Eğer hamile kadın kesin endikasyon nedeni ile veya hamile olduğunu bilmeden iyonizan radyasyona maruz kaldı ise; fetusun absorbe ettiği total dozun hesabı için uzman konsültasyonu istenmelidir. Toplamda bulunan radyasyon dozunun fetal kayıp ve anomaliler ile ne denli ilişkili olduğu kişinin kendisine ve ailesine açıklanmalıdır. Hamileliğin sonlandırılması ise pek çok faktörün etkilediği, her olguya göre değişen, bireysel bir karar ve seçimdir.
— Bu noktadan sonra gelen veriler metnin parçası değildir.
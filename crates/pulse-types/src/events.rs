use serde::{Deserialize, Serialize};
use uuid::Uuid;

use crate::models::{Feedback, Issue, User};

/// Events sent over the WebSocket gateway.
#[derive(Debug, Clone, PartialEq, Serialize, Deserialize)]
#[serde(tag = "type", content = "data")]
pub enum GatewayEvent {
    /// Server confirms successful authentication
    Ready { user_id: Uuid, username: String },

    /// A feedback row was inserted for `owner_id`
    FeedbackCreate { owner_id: Uuid, feedback: Feedback },

    /// An issue row was inserted for `owner_id`
    IssueCreate { owner_id: Uuid, issue: Issue },

    /// A new account joined the team
    MemberJoin { user: User },
}

impl GatewayEvent {
    /// Returns the owning user if this event is an owner-scoped row insert.
    /// Events that return `None` are global and go to every session.
    pub fn owner_id(&self) -> Option<Uuid> {
        match self {
            Self::FeedbackCreate { owner_id, .. } => Some(*owner_id),
            Self::IssueCreate { owner_id, .. } => Some(*owner_id),
            Self::Ready { user_id, .. } => Some(*user_id),
            Self::MemberJoin { .. } => None,
        }
    }
}

/// Commands sent FROM client TO server over WebSocket.
#[derive(Debug, Clone, PartialEq, Serialize, Deserialize)]
#[serde(tag = "type", content = "data")]
pub enum GatewayCommand {
    /// Authenticate the WebSocket connection
    Identify { token: String },
}
//! Database row types. These map directly to SQLite rows; `into_*` converts
//! them to the shared pulse-types models, tolerating corrupt cells with a
//! warning rather than failing a whole page of results.
use chrono::{DateTime, Utc};
use pulse_types::models::{Feedback, Issue, User};
use tracing::warn;
use uuid::Uuid;

use crate::parse_ts;

#[derive(Debug, Clone)]
pub struct UserRow {
    pub id: String,
    pub username: String,
    pub email: String,
    pub password: String,
    pub created_at: String,
    pub updated_at: String,
}

#[derive(Debug, Clone)]
pub struct FeedbackRow {
    pub id: String,
    pub user_id: String,
    pub username: String,
    pub sender_email: String,
    pub sender_name: Option<String>,
    pub subject: Option<String>,
    pub raw_json: String,
    pub average_rating: Option<f64>,
    pub summary: Option<String>,
    pub processed_at: Option<String>,
    pub received_at: String,
}

#[derive(Debug, Clone)]
pub struct IssueRow {
    pub id: String,
    pub username: String,
    pub issue_title: String,
    pub created_at: String,
}

fn uuid_or_default(raw: &str, what: &str, row_id: &str) -> Uuid {
    raw.parse().unwrap_or_else(|e| {
        warn!("Corrupt {} '{}' on row '{}': {}", what, raw, row_id, e);
        Uuid::default()
    })
}

fn ts_or_default(raw: &str, what: &str, row_id: &str) -> DateTime<Utc> {
    parse_ts(raw).unwrap_or_else(|e| {
        warn!("Corrupt {} on row '{}': {}", what, row_id, e);
        DateTime::default()
    })
}

impl UserRow {
    /// Public view of the account. The password hash never leaves the DB layer.
    pub fn into_user(self) -> User {
        User {
            id: uuid_or_default(&self.id, "id", &self.id),
            created_at: ts_or_default(&self.created_at, "created_at", &self.id),
            updated_at: ts_or_default(&self.updated_at, "updated_at", &self.id),
            username: self.username,
            email: self.email,
        }
    }
}

impl FeedbackRow {
    pub fn into_feedback(self) -> Feedback {
        let raw_json = serde_json::from_str(&self.raw_json).unwrap_or_else(|e| {
            warn!("Corrupt raw_json on feedback '{}': {}", self.id, e);
            serde_json::Value::Null
        });
        let processed_at = self
            .processed_at
            .as_deref()
            .map(|raw| ts_or_default(raw, "processed_at", &self.id));

        Feedback {
            id: uuid_or_default(&self.id, "id", &self.id),
            user_id: uuid_or_default(&self.user_id, "user_id", &self.id),
            received_at: ts_or_default(&self.received_at, "received_at", &self.id),
            processed_at,
            raw_json,
            username: self.username,
            sender_email: self.sender_email,
            sender_name: self.sender_name,
            subject: self.subject,
            average_rating: self.average_rating,
            summary: self.summary,
        }
    }
}

impl IssueRow {
    pub fn into_issue(self) -> Issue {
        Issue {
            id: uuid_or_default(&self.id, "id", &self.id),
            created_at: ts_or_default(&self.created_at, "created_at", &self.id),
            username: self.username,
            issue_title: self.issue_title,
        }
    }
}
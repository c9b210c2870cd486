use anyhow::Result;
use chrono::{DateTime, Utc};
use pulse_types::query::{FeedbackQuery, Predicate, Value, fold_case};
use rusqlite::Row;
use rusqlite::types::Value as SqlValue;

use crate::models::FeedbackRow;
use crate::queries::OptionalExt;
use crate::{Database, format_ts};

const FEEDBACK_COLUMNS: &str = "id, user_id, username, sender_email, sender_name, subject, raw_json, \
     average_rating, summary, processed_at, received_at";

/// Hard cap on rows per read regardless of what the descriptor asks for.
pub const MAX_PAGE_SIZE: u64 = 500;

impl Database {
    pub fn insert_feedback(&self, row: &FeedbackRow) -> Result<()> {
        self.with_conn(|conn| {
            conn.execute(
                &format!(
                    "INSERT INTO feedbacks ({FEEDBACK_COLUMNS})
                     VALUES (?1, ?2, ?3, ?4, ?5, ?6, ?7, ?8, ?9, ?10, ?11)"
                ),
                rusqlite::params![
                    row.id,
                    row.user_id,
                    row.username,
                    row.sender_email,
                    row.sender_name,
                    row.subject,
                    row.raw_json,
                    row.average_rating,
                    row.summary,
                    row.processed_at,
                    row.received_at,
                ],
            )?;
            Ok(())
        })
    }

    pub fn get_feedback(&self, owner_id: &str, id: &str) -> Result<Option<FeedbackRow>> {
        self.with_conn(|conn| {
            let sql = format!("SELECT {FEEDBACK_COLUMNS} FROM feedbacks WHERE id = ?1 AND user_id = ?2");
            let row = conn.query_row(&sql, [id, owner_id], map_feedback).optional()?;
            Ok(row)
        })
    }

    /// Run a descriptor against the caller's rows. Returns the page and, when
    /// `query.count` is set, the exact number of matches ignoring the range.
    pub fn query_feedbacks(
        &self,
        owner_id: &str,
        query: &FeedbackQuery,
    ) -> Result<(Vec<FeedbackRow>, Option<u64>)> {
        let (where_sql, params) = build_where(owner_id, query);

        let order_sql = match query.order {
            Some(order) => format!(
                "ORDER BY {} {} NULLS LAST, rowid DESC",
                order.column.as_sql(),
                if order.ascending { "ASC" } else { "DESC" }
            ),
            None => "ORDER BY received_at DESC, rowid DESC".to_string(),
        };
        let (limit, offset) = match query.range {
            Some(range) => (range.limit.min(MAX_PAGE_SIZE), range.offset),
            None => (MAX_PAGE_SIZE, 0),
        };

        self.with_conn(|conn| {
            let sql = format!(
                "SELECT {FEEDBACK_COLUMNS} FROM feedbacks {where_sql} {order_sql} LIMIT {limit} OFFSET {offset}"
            );
            let mut stmt = conn.prepare(&sql)?;
            let rows = stmt
                .query_map(rusqlite::params_from_iter(params.iter()), map_feedback)?
                .collect::<std::result::Result<Vec<_>, _>>()?;

            let count = if query.count {
                let sql = format!("SELECT COUNT(*) FROM feedbacks {where_sql}");
                let n: i64 = conn.query_row(&sql, rusqlite::params_from_iter(params.iter()), |row| {
                    row.get(0)
                })?;
                Some(n.max(0) as u64)
            } else {
                None
            };

            Ok((rows, count))
        })
    }

    /// One-way transition to processed. Already-processed rows are returned
    /// untouched; `None` means the row does not exist for this owner.
    pub fn mark_processed(&self, owner_id: &str, id: &str, now: DateTime<Utc>) -> Result<Option<FeedbackRow>> {
        let now = format_ts(now);
        self.with_conn(|conn| {
            conn.execute(
                "UPDATE feedbacks SET processed_at = ?3
                 WHERE id = ?1 AND user_id = ?2 AND processed_at IS NULL",
                (id, owner_id, &now),
            )?;
            let sql = format!("SELECT {FEEDBACK_COLUMNS} FROM feedbacks WHERE id = ?1 AND user_id = ?2");
            let row = conn.query_row(&sql, [id, owner_id], map_feedback).optional()?;
            Ok(row)
        })
    }

    pub fn delete_feedback(&self, owner_id: &str, id: &str) -> Result<bool> {
        self.with_conn(|conn| {
            let n = conn.execute("DELETE FROM feedbacks WHERE id = ?1 AND user_id = ?2", [id, owner_id])?;
            Ok(n > 0)
        })
    }
}

/// Translate predicates to a WHERE clause. Column names come from the closed
/// `Column` enum; every value goes through a bound parameter.
fn build_where(owner_id: &str, query: &FeedbackQuery) -> (String, Vec<SqlValue>) {
    let mut clauses = vec!["user_id = ?".to_string()];
    let mut params = vec![SqlValue::Text(owner_id.to_string())];

    for predicate in &query.predicates {
        match predicate {
            Predicate::Contains { columns, needle } => {
                if columns.is_empty() {
                    continue;
                }
                let pattern = format!("%{}%", escape_like(&fold_case(needle)));
                let any: Vec<String> = columns
                    .iter()
                    .map(|c| {
                        params.push(SqlValue::Text(pattern.clone()));
                        format!("fold_case({}) LIKE ? ESCAPE '\\'", c.as_sql())
                    })
                    .collect();
                clauses.push(format!("({})", any.join(" OR ")));
            }
            Predicate::Gte { column, value } => {
                clauses.push(format!("{} >= ?", column.as_sql()));
                params.push(sql_value(value));
            }
            Predicate::Lt { column, value } => {
                clauses.push(format!("{} < ?", column.as_sql()));
                params.push(sql_value(value));
            }
            Predicate::IsNull { column } => clauses.push(format!("{} IS NULL", column.as_sql())),
            Predicate::NotNull { column } => clauses.push(format!("{} IS NOT NULL", column.as_sql())),
        }
    }

    (format!("WHERE {}", clauses.join(" AND ")), params)
}

fn sql_value(value: &Value) -> SqlValue {
    match value {
        Value::Number(n) => SqlValue::Real(*n),
        Value::Timestamp(ts) => SqlValue::Text(format_ts(*ts)),
    }
}

/// Both sides are folded before LIKE sees them; only the wildcards need escaping.
fn escape_like(needle: &str) -> String {
    let mut out = String::with_capacity(needle.len());
    for ch in needle.chars() {
        if matches!(ch, '%' | '_' | '\\') {
            out.push('\\');
        }
        out.push(ch);
    }
    out
}

fn map_feedback(row: &Row<'_>) -> rusqlite::Result<FeedbackRow> {
    Ok(FeedbackRow {
        id: row.get(0)?,
        user_id: row.get(1)?,
        username: row.get(2)?,
        sender_email: row.get(3)?,
        sender_name: row.get(4)?,
        subject: row.get(5)?,
        raw_json: row.get(6)?,
        average_rating: row.get(7)?,
        summary: row.get(8)?,
        processed_at: row.get(9)?,
        received_at: row.get(10)?,
    })
}

#[cfg(test)]
mod tests {
    use super::*;
    use chrono::{Duration, TimeZone};
    use pulse_types::query::Column;

    fn seed(db: &Database) {
        db.create_user("u1", "dana", "dana@example.com", "hash", Utc::now()).unwrap();
        db.create_user("u2", "robin", "robin@example.com", "hash", Utc::now()).unwrap();
    }

    fn feedback(id: &str, owner: &str, rating: Option<f64>, subject: &str, received: DateTime<Utc>) -> FeedbackRow {
        FeedbackRow {
            id: id.into(),
            user_id: owner.into(),
            username: "dana".into(),
            sender_email: format!("{id}@customer.io"),
            sender_name: Some(format!("Sender {id}")),
            subject: Some(subject.into()),
            raw_json: "{}".into(),
            average_rating: rating,
            summary: None,
            processed_at: None,
            received_at: format_ts(received),
        }
    }

    fn base() -> DateTime<Utc> {
        Utc.with_ymd_and_hms(2024, 6, 1, 12, 0, 0).unwrap()
    }

    #[test]
    fn test_reads_are_owner_scoped() {
        let db = Database::open_in_memory().unwrap();
        seed(&db);
        db.insert_feedback(&feedback("a", "u1", Some(4.0), "Great", base())).unwrap();
        db.insert_feedback(&feedback("b", "u2", Some(1.0), "Bad", base())).unwrap();

        let (rows, count) = db.query_feedbacks("u1", &FeedbackQuery::new().with_count()).unwrap();
        assert_eq!(rows.len(), 1);
        assert_eq!(rows[0].id, "a");
        assert_eq!(count, Some(1));
        assert!(db.get_feedback("u2", "a").unwrap().is_none());
        assert!(!db.delete_feedback("u2", "a").unwrap());
    }

    #[test]
    fn test_half_open_rating_band() {
        let db = Database::open_in_memory().unwrap();
        seed(&db);
        for (i, r) in [2.4, 2.5, 3.4, 3.5].iter().enumerate() {
            db.insert_feedback(&feedback(&format!("f{i}"), "u1", Some(*r), "x", base())).unwrap();
        }
        db.insert_feedback(&feedback("unrated", "u1", None, "x", base())).unwrap();

        let query = FeedbackQuery::new()
            .filter(Predicate::Gte { column: Column::AverageRating, value: Value::Number(2.5) })
            .filter(Predicate::Lt { column: Column::AverageRating, value: Value::Number(3.5) })
            .order_by(Column::AverageRating, true);
        let (rows, _) = db.query_feedbacks("u1", &query).unwrap();
        let ratings: Vec<f64> = rows.iter().filter_map(|r| r.average_rating).collect();
        assert_eq!(ratings, vec![2.5, 3.4]);
    }

    #[test]
    fn test_contains_is_case_insensitive_and_escaped() {
        let db = Database::open_in_memory().unwrap();
        seed(&db);
        db.insert_feedback(&feedback("a", "u1", None, "Checkout BROKEN", base())).unwrap();
        db.insert_feedback(&feedback("b", "u1", None, "100% happy", base())).unwrap();
        db.insert_feedback(&feedback("c", "u1", None, "1000 happy", base())).unwrap();

        let q = |needle: &str| {
            FeedbackQuery::new().filter(Predicate::Contains {
                columns: vec![Column::Subject, Column::Summary],
                needle: needle.into(),
            })
        };
        let (rows, _) = db.query_feedbacks("u1", &q("broken")).unwrap();
        assert_eq!(rows.len(), 1);
        let (rows, _) = db.query_feedbacks("u1", &q("100%")).unwrap();
        assert_eq!(rows.len(), 1);
        assert_eq!(rows[0].id, "b");
    }

    #[test]
    fn test_contains_folds_non_ascii_case() {
        let db = Database::open_in_memory().unwrap();
        seed(&db);
        db.insert_feedback(&feedback("a", "u1", None, "Ärger mit Überweisung", base())).unwrap();
        db.insert_feedback(&feedback("b", "u1", None, "Alles gut", base())).unwrap();

        let q = |needle: &str| {
            FeedbackQuery::new().filter(Predicate::Contains {
                columns: vec![Column::Subject],
                needle: needle.into(),
            })
        };
        for needle in ["ärger", "ÜBERWEISUNG", "Ärger"] {
            let (rows, _) = db.query_feedbacks("u1", &q(needle)).unwrap();
            let ids: Vec<&str> = rows.iter().map(|r| r.id.as_str()).collect();
            assert_eq!(ids, vec!["a"], "needle {needle}");
        }
    }

    #[test]
    fn test_date_lower_bound_and_paging() {
        let db = Database::open_in_memory().unwrap();
        seed(&db);
        for i in 0..25 {
            let received = base() - Duration::days(i);
            db.insert_feedback(&feedback(&format!("f{i:02}"), "u1", None, "x", received)).unwrap();
        }

        let query = FeedbackQuery::new()
            .filter(Predicate::Gte {
                column: Column::ReceivedAt,
                value: Value::Timestamp(base() - Duration::days(7)),
            })
            .order_by(Column::ReceivedAt, false)
            .range(5, 5)
            .with_count();
        let (rows, count) = db.query_feedbacks("u1", &query).unwrap();
        assert_eq!(count, Some(8));
        let ids: Vec<&str> = rows.iter().map(|r| r.id.as_str()).collect();
        assert_eq!(ids, vec!["f05", "f06", "f07"]);
    }

    #[test]
    fn test_mark_processed_is_one_way() {
        let db = Database::open_in_memory().unwrap();
        seed(&db);
        db.insert_feedback(&feedback("a", "u1", Some(3.0), "x", base())).unwrap();

        let first = db.mark_processed("u1", "a", base()).unwrap().unwrap();
        assert_eq!(first.processed_at, Some(format_ts(base())));

        let later = base() + Duration::hours(1);
        let second = db.mark_processed("u1", "a", later).unwrap().unwrap();
        assert_eq!(second.processed_at, first.processed_at);

        assert!(db.mark_processed("u2", "a", later).unwrap().is_none());

        let unread = FeedbackQuery::new().filter(Predicate::IsNull { column: Column::ProcessedAt });
        assert!(db.query_feedbacks("u1", &unread).unwrap().0.is_empty());
    }
}
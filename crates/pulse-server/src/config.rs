use std::{env, fmt::Display, str::FromStr};

use anyhow::{Context, Result, bail};
use tracing::info;

/// Secrets that ship in sample files and must never reach a running server.
const PLACEHOLDER_SECRETS: &[&str] = &["", "changeme", "change-me", "dev-secret-change-me", "secret"];

#[derive(Debug, Clone)]
pub struct Config {
    pub host: String,
    pub port: u16,
    pub db_path: String,
    pub jwt_secret: String,
    pub reset_ttl_minutes: i64,
    pub token_ttl_days: i64,
}

impl Config {
    pub fn from_env() -> Result<Self> {
        Self::from_lookup(|key| env::var(key).ok())
    }

    fn from_lookup(lookup: impl Fn(&str) -> Option<String>) -> Result<Self> {
        let jwt_secret = lookup("PULSE_JWT_SECRET").context("PULSE_JWT_SECRET must be set")?;
        if PLACEHOLDER_SECRETS.contains(&jwt_secret.trim().to_lowercase().as_str()) {
            bail!("PULSE_JWT_SECRET is a placeholder value; set a real secret");
        }

        Ok(Self {
            host: try_load(&lookup, "PULSE_HOST", "0.0.0.0")?,
            port: try_load(&lookup, "PULSE_PORT", "3000")?,
            db_path: try_load(&lookup, "PULSE_DB_PATH", "pulse.db")?,
            jwt_secret,
            reset_ttl_minutes: try_load(&lookup, "PULSE_RESET_TTL_MINUTES", "60")?,
            token_ttl_days: try_load(&lookup, "PULSE_TOKEN_TTL_DAYS", "30")?,
        })
    }
}

fn try_load<T: FromStr>(lookup: &impl Fn(&str) -> Option<String>, key: &str, default: &str) -> Result<T>
where
    T::Err: Display,
{
    let raw = lookup(key).unwrap_or_else(|| {
        info!("{key} not set, using default: {default}");
        default.to_string()
    });
    raw.parse()
        .map_err(|e| anyhow::anyhow!("Invalid {key} value '{raw}': {e}"))
}

#[cfg(test)]
mod tests {
    use super::*;
    use std::collections::HashMap;

    fn config(vars: &[(&str, &str)]) -> Result<Config> {
        let vars: HashMap<String, String> = vars.iter().map(|(k, v)| (k.to_string(), v.to_string())).collect();
        Config::from_lookup(|key| vars.get(key).cloned())
    }

    #[test]
    fn test_defaults_apply() {
        let cfg = config(&[("PULSE_JWT_SECRET", "a-long-random-value")]).unwrap();
        assert_eq!(cfg.host, "0.0.0.0");
        assert_eq!(cfg.port, 3000);
        assert_eq!(cfg.db_path, "pulse.db");
        assert_eq!(cfg.reset_ttl_minutes, 60);
        assert_eq!(cfg.token_ttl_days, 30);
    }

    #[test]
    fn test_secret_required_and_not_placeholder() {
        assert!(config(&[]).is_err());
        assert!(config(&[("PULSE_JWT_SECRET", "dev-secret-change-me")]).is_err());
        assert!(config(&[("PULSE_JWT_SECRET", "  ChangeMe ")]).is_err());
    }

    #[test]
    fn test_bad_port_rejected() {
        let err = config(&[("PULSE_JWT_SECRET", "x9"), ("PULSE_PORT", "http")]).unwrap_err();
        assert!(err.to_string().contains("PULSE_PORT"));
    }
}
Tablo 1: Sık kullanılan görüntüleme yöntemlerinde fetusun maruz kaldığı yaklaşık doz miktarını göstermektedir.
TETKİK |
Ortalama (mGy) |
Maksimum (mGy) |
Konvansiyonel Radyografi |
|
|
Abdomen |
1,4 |
4,2 |
Göğüs |
<0,01 |
<0,01 |
IVP |
1,7 |
10 |
Lomber |
1,7 |
10 |
Pelvis |
1,1 |
4 |
Kranial |
<0,01 |
<0,01 |
Torakal |
<0,01 |
<0,01 |
Floroskopik inceleme |
|
|
Oral baryum |
1,1 |
5,8 |
Baryum enema |
6,8 |
24 |
Bilgisayarlı Tomografi |
|
|
Abdomen |
8,0 |
49 |
Göğüs |
0,06 |
0,96 |
Kranial |
<0,005 |
<0,005 |
Lomber |
2,4 |
8,6 |
Pelvis |
25 |
79 |
* Embriyofetal karşılaşma sonrası gebelik ürününün fonksiyonunda veya formunda kalıcı değişiklik yapacak olan ajan veya faktörlerin yarattığı etki.
**Kansere neden olan ajan veya faktörlerin yarattığı etki.
*** Germ hücrede mutasyon ve genetik değişikliklere neden olan ajan veya faktörlerin yarattığı etki.